The shocking tale of the noble but fallen Hester Prynne and the tormented Rev. Dimmsdale, a sexually predatory preacher who was the cause of Hester’s shame, was a literary sensation and one of the first American best sellers.  More than 2,500 copies flew off bookstore shelves in the first ten days. 

Hawthorne moved his family to a farmhouse near Lenox in the Berkshire Mountains of western Massachusetts to dedicate himself to writing.  While there he met and became fast friends with Oliver Wendell Holmes, Sr., the physician, wit, and poet, and Herman Melville, to whom he became a mentor.  During these years he completed The House of the Seven Gables, The Blithedale Romance, and his collection of classic mythology for children, The Wonder-Book for Girls and Boys

The Wayside, formerly the Concord home of Bronson Alcott and his family including young Louisa May, was twice Hathorne's home.

Summers in the mountains were pleasant but winters brutal and lonely. The family moved once again, this time back to Concord into the old home of Bronson Alcott where Ralph Waldo Emerson and Henry David Thoreau were neighbors and close friends. He named the house The Wayside. He also found time to complete a campaign biography for old pal Franklin Pierce. 

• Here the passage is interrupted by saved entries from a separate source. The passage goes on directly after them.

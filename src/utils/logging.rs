//! Logging system initialization
//!
//! Sets up tracing-based logging with file output to %APPDATA%\TextMatch\app.log
//! and rotation on application startup keeping a short history of sessions.

use crate::error::Result;
use std::path::Path;
use tracing_appender::rolling::{RollingFileAppender, Rotation};
use tracing_subscriber::{EnvFilter, fmt};

/// Number of historical log files to keep (app.log.1 through app.log.5)
const MAX_LOG_FILES: u8 = 5;

/// Initialize the logging system
///
/// Log level defaults to INFO but can be configured via the `RUST_LOG`
/// environment variable. Existing logs are rotated on startup so each
/// session writes to a fresh file.
pub fn init_logging() -> Result<()> {
    let appdata = std::env::var("APPDATA").unwrap_or_else(|_| ".".to_string());
    let log_dir = Path::new(&appdata).join("TextMatch");
    std::fs::create_dir_all(&log_dir)?;

    rotate_logs_on_startup(&log_dir.join("app.log"))?;

    // tracing_appender's rotation is time-based; session-based rotation is
    // handled above, so the appender itself never rotates
    let file_appender = RollingFileAppender::builder()
        .rotation(Rotation::NEVER)
        .filename_prefix("app")
        .filename_suffix("log")
        .build(log_dir)
        .map_err(|e| crate::error::TextMatchError::ConfigError(Box::new(e)))?;

    let subscriber = fmt()
        .with_writer(file_appender)
        .with_env_filter(
            EnvFilter::try_from_default_env().unwrap_or_else(|_| EnvFilter::new("info")),
        )
        .with_ansi(false) // Disable ANSI colors for file output
        .with_target(true) // Include target module
        .with_file(true) // Include file names
        .with_line_number(true) // Include line numbers
        .finish();

    tracing::subscriber::set_global_default(subscriber)
        .map_err(|e| crate::error::TextMatchError::ConfigError(Box::new(e)))?;

    tracing::info!("TextMatch v{} started", env!("CARGO_PKG_VERSION"));

    Ok(())
}

/// Rotate log files on application startup
///
/// Shifts each numbered log up by one (app.log.4 becomes app.log.5 and so
/// on), drops the oldest, and moves the current app.log to app.log.1. The
/// logger then creates a fresh app.log for this session.
fn rotate_logs_on_startup(log_path: &Path) -> Result<()> {
    if !log_path.exists() {
        return Ok(());
    }

    let log_dir = log_path.parent().ok_or_else(|| {
        crate::error::TextMatchError::ConfigError(crate::error::StringError::new(
            "Invalid log path",
        ))
    })?;
    let log_name = log_path
        .file_name()
        .ok_or_else(|| {
            crate::error::TextMatchError::ConfigError(crate::error::StringError::new(
                "Invalid log filename",
            ))
        })?
        .to_string_lossy();

    let numbered = |n: u8| log_dir.join(format!("{log_name}.{n}"));

    let oldest = numbered(MAX_LOG_FILES);
    if oldest.exists() {
        std::fs::remove_file(&oldest)?;
    }

    for i in (1..MAX_LOG_FILES).rev() {
        let current = numbered(i);
        if current.exists() {
            std::fs::rename(&current, numbered(i + 1))?;
        }
    }

    std::fs::rename(log_path, numbered(1))?;

    Ok(())
}

#[cfg(test)]
mod tests {
    use super::*;
    use crate::test_utils::create_test_dir;
    use std::fs;

    #[test]
    fn test_rotate_missing_log_is_noop() {
        let temp_dir = create_test_dir();
        let log_path = temp_dir.path().join("app.log");

        rotate_logs_on_startup(&log_path).unwrap();
        assert!(!log_path.exists());
    }

    #[test]
    fn test_rotate_moves_current_log_to_one() {
        let temp_dir = create_test_dir();
        let log_path = temp_dir.path().join("app.log");
        fs::write(&log_path, "session 1").unwrap();

        rotate_logs_on_startup(&log_path).unwrap();

        assert!(!log_path.exists());
        let rotated = fs::read_to_string(temp_dir.path().join("app.log.1")).unwrap();
        assert_eq!(rotated, "session 1");
    }

    #[test]
    fn test_rotate_shifts_history_and_drops_oldest() {
        let temp_dir = create_test_dir();
        let log_path = temp_dir.path().join("app.log");

        // Simulate more sessions than the retention window holds
        for i in 1..=(MAX_LOG_FILES + 2) {
            fs::write(&log_path, format!("session {i}")).unwrap();
            rotate_logs_on_startup(&log_path).unwrap();
        }

        // Most recent session is in .1, the oldest kept in .5
        for i in 1..=MAX_LOG_FILES {
            let content =
                fs::read_to_string(temp_dir.path().join(format!("app.log.{i}"))).unwrap();
            let expected = u32::from(MAX_LOG_FILES + 3 - i);
            assert_eq!(content, format!("session {expected}"));
        }

        assert!(!temp_dir
            .path()
            .join(format!("app.log.{}", MAX_LOG_FILES + 1))
            .exists());
    }
}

When Pierce won the Presidency, Hawthorne was rewarded with appointment as United States Consul in Liverpool.  After his appointment lapsed when the Pierce administration ended, Hawthorne and Sophie made the grand tour of Europe before returning to Concord and the Wayside.  He completed and published the Marble Faun in 1860 and was working sporadically on several other romances

But Hawthorne’s health was failing.  In 1864 Pierce took him back to the Berkshires to restore his health.  Hawthorne died there with his old friend at his bedside at Plymouth, New Hampshire on May 18, 1864. 

At his funeral in Concord Longfellow, Emerson, Alcott, and Holmes were among his pallbearers.  Sophia died in London seven years later.  In 2006 her remains and those of their daughter Una were relocated to the Sleepy Hollow Cemetery in Concord and laid next to Hawthorn’s.

The Scarlet Letter became a staple of 20th Century high school English classes, although it has increasingly been protested by fundamentalist parents who think that Hester got just what was coming to her, the little slut, and sometimes banned by timid or rightwing dominated school boards.

Meanwhile being branded by a scarlet letter became a widely used cultural metaphor for public shaming and mob mentality bullying.

Perhaps the most memorable of all of the film versions of Hawthorne's masterpiece was the MGM silent starring the ever-suffering Lillian Gish.  Here she is condemned in a mob scene before a castle-like building unlike anything found in old Salem.

The semi-salacious nature of the plot made it a natural for several stage and film adaptations.  The first movie version was a 1911 one reel film with King Baggot, Lucille Young, and William Robert Daly shifted the focus to Baggot, then a major star as the tortured Dimmsdale.  Hester fared better in the third version released in 1926 as a prestige MGM feature with their biggest melodrama star, Lillian GishColleen Moore, Hardie Albright, and Henry B. Walthall, the star of Birth of a Nation, were featured in the first sound version, a 1934 release shot on location at Salems Pioneer VillageGerman director Wim Wenders made a European film starring Senta Berger in 1973 which has seldom been shown in the United States.

In 1995 Demi Moore, Gary Oldman, and Robert Duval headlined a star studded cast.  But the film took great liberties with the novel and was roundly mocked—the film review aggregator site Rotten Tomatoes gave the film a 14% approval rating, based on 35 reviews.  It won the Golden Raspberry Award for Worst Remake or Sequel and Moore was nominated for Worst Actress.

There was also a Public Broadcasting System miniseries made by WBGH in Boston in 1979 as an answer to the tony BBC costume/literary dramas that dominated the public airways.  The production featured Meg Foster, John Heard, and Kevin Conway.

And inevitably there were porn versions and take offs.  Yes, you can see up-close and personal just how Hester earned the A.